TASK INPUT section start
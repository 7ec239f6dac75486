//! Lenient conversions from loosely-typed backend JSON.
//!
//! The backend sends numbers as either JSON numbers or strings, and omits
//! fields freely. Numeric strings are read by their leading numeric prefix,
//! so `"12px"` is 12 and `"abc"` is 0.

use serde_json::Value;

/// String field; numbers are rendered, anything else is `""`.
pub fn text(value: &Value) -> String {
    match value {
        Value::String(s) => s.clone(),
        Value::Number(n) => n.to_string(),
        _ => String::new(),
    }
}

/// Nullable string field; empty strings collapse to `None`.
pub fn optional_text(value: &Value) -> Option<String> {
    match text(value) {
        s if s.is_empty() => None,
        s => Some(s),
    }
}

/// Boolean field; `"true"` and non-zero numbers count as set.
pub fn flag(value: &Value) -> bool {
    match value {
        Value::Bool(b) => *b,
        Value::String(s) => s.eq_ignore_ascii_case("true"),
        Value::Number(n) => n.as_f64().is_some_and(|f| f != 0.0),
        _ => false,
    }
}

/// Integer field, truncating fractions; unparseable values are 0.
pub fn int(value: &Value) -> i64 {
    match value {
        Value::Number(n) => n
            .as_i64()
            .or_else(|| n.as_f64().filter(|f| f.is_finite()).map(|f| f.trunc() as i64))
            .unwrap_or(0),
        Value::String(s) => leading_int(s),
        _ => 0,
    }
}

/// Floating-point field; unparseable values are 0.
pub fn float(value: &Value) -> f64 {
    match value {
        Value::Number(n) => n.as_f64().unwrap_or(0.0),
        Value::String(s) => leading_float(s),
        _ => 0.0,
    }
}

fn sign_len(s: &str) -> usize {
    usize::from(s.starts_with('+') || s.starts_with('-'))
}

fn digits_len(s: &str) -> usize {
    s.bytes().take_while(u8::is_ascii_digit).count()
}

/// Integer value of the longest `[+-]?[0-9]+` prefix after leading whitespace.
pub fn leading_int(s: &str) -> i64 {
    let s = s.trim_start();
    let sign = sign_len(s);
    let digits = digits_len(&s[sign..]);
    if digits == 0 {
        return 0;
    }
    let prefix = &s[..sign + digits];
    prefix.parse::<i64>().unwrap_or_else(|_| {
        // Out of range: saturate in the direction of the sign.
        if prefix.starts_with('-') {
            i64::MIN
        } else {
            i64::MAX
        }
    })
}

/// Value of the longest decimal-float prefix after leading whitespace.
pub fn leading_float(s: &str) -> f64 {
    let s = s.trim_start();
    let mut end = sign_len(s);
    let int_digits = digits_len(&s[end..]);
    end += int_digits;

    let mut frac_digits = 0;
    if s[end..].starts_with('.') {
        frac_digits = digits_len(&s[end + 1..]);
        if int_digits > 0 || frac_digits > 0 {
            end += 1 + frac_digits;
        }
    }
    if int_digits == 0 && frac_digits == 0 {
        return 0.0;
    }

    if s[end..].starts_with('e') || s[end..].starts_with('E') {
        let exp = &s[end + 1..];
        let exp_sign = sign_len(exp);
        let exp_digits = digits_len(&exp[exp_sign..]);
        if exp_digits > 0 {
            end += 1 + exp_sign + exp_digits;
        }
    }

    s[..end]
        .parse::<f64>()
        .ok()
        .filter(|f| f.is_finite())
        .unwrap_or(0.0)
}

#[cfg(test)]
mod tests {
    use super::*;
    use serde_json::json;

    #[test]
    fn text_handles_numbers_and_missing() {
        assert_eq!(text(&json!("Anime")), "Anime");
        assert_eq!(text(&json!(12)), "12");
        assert_eq!(text(&Value::Null), "");
        assert_eq!(text(&json!(true)), "");
    }

    #[test]
    fn optional_text_collapses_empty() {
        assert_eq!(optional_text(&json!("")), None);
        assert_eq!(optional_text(&Value::Null), None);
        assert_eq!(optional_text(&json!("a.png")), Some("a.png".into()));
    }

    #[test]
    fn flag_accepts_common_encodings() {
        assert!(flag(&json!(true)));
        assert!(flag(&json!("true")));
        assert!(flag(&json!(1)));
        assert!(!flag(&json!(0)));
        assert!(!flag(&json!("yes please")));
        assert!(!flag(&Value::Null));
    }

    #[test]
    fn int_reads_numeric_prefix() {
        assert_eq!(int(&json!("12px")), 12);
        assert_eq!(int(&json!("  -7")), -7);
        assert_eq!(int(&json!("12.9")), 12);
        assert_eq!(int(&json!("abc")), 0);
        assert_eq!(int(&json!("")), 0);
        assert_eq!(int(&json!("-")), 0);
        assert_eq!(int(&json!(40.8)), 40);
        assert_eq!(int(&json!(5)), 5);
        assert_eq!(int(&Value::Null), 0);
    }

    #[test]
    fn int_is_decimal_only() {
        assert_eq!(int(&json!("0x10")), 0);
        assert_eq!(int(&json!("010")), 10);
    }

    #[test]
    fn int_saturates_on_overflow() {
        assert_eq!(leading_int("99999999999999999999999"), i64::MAX);
        assert_eq!(leading_int("-99999999999999999999999"), i64::MIN);
    }

    #[test]
    fn float_reads_numeric_prefix() {
        assert_eq!(float(&json!("7.5")), 7.5);
        assert_eq!(float(&json!(".5x")), 0.5);
        assert_eq!(float(&json!("3.")), 3.0);
        assert_eq!(float(&json!("1e2")), 100.0);
        assert_eq!(float(&json!("2e")), 2.0);
        assert_eq!(float(&json!("-4.25cfg")), -4.25);
        assert_eq!(float(&json!(".")), 0.0);
        assert_eq!(float(&json!("nan")), 0.0);
        assert_eq!(float(&json!(6)), 6.0);
    }
}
TASK INPUT section end
Write out only the lines from the very start of the entries above to the line that includes "Value::Number(n) => n.as_f64().is_some_and(|f|", both ends included, each one unchanged.

▸ **RESPONSE BOX**:
repository 7ec239f6dac75486
//! Lenient conversions from loosely-typed backend JSON.
//!
//! The backend sends numbers as either JSON numbers or strings, and omits
//! fields freely. Numeric strings are read by their leading numeric prefix,
//! so `"12px"` is 12 and `"abc"` is 0.

use serde_json::Value;

/// String field; numbers are rendered, anything else is `""`.
pub fn text(value: &Value) -> String {
    match value {
        Value::String(s) => s.clone(),
        Value::Number(n) => n.to_string(),
        _ => String::new(),
    }
}

/// Nullable string field; empty strings collapse to `None`.
pub fn optional_text(value: &Value) -> Option<String> {
    match text(value) {
        s if s.is_empty() => None,
        s => Some(s),
    }
}

/// Boolean field; `"true"` and non-zero numbers count as set.
pub fn flag(value: &Value) -> bool {
    match value {
        Value::Bool(b) => *b,
        Value::String(s) => s.eq_ignore_ascii_case("true"),
        Value::Number(n) => n.as_f64().is_some_and(|f| f != 0.0),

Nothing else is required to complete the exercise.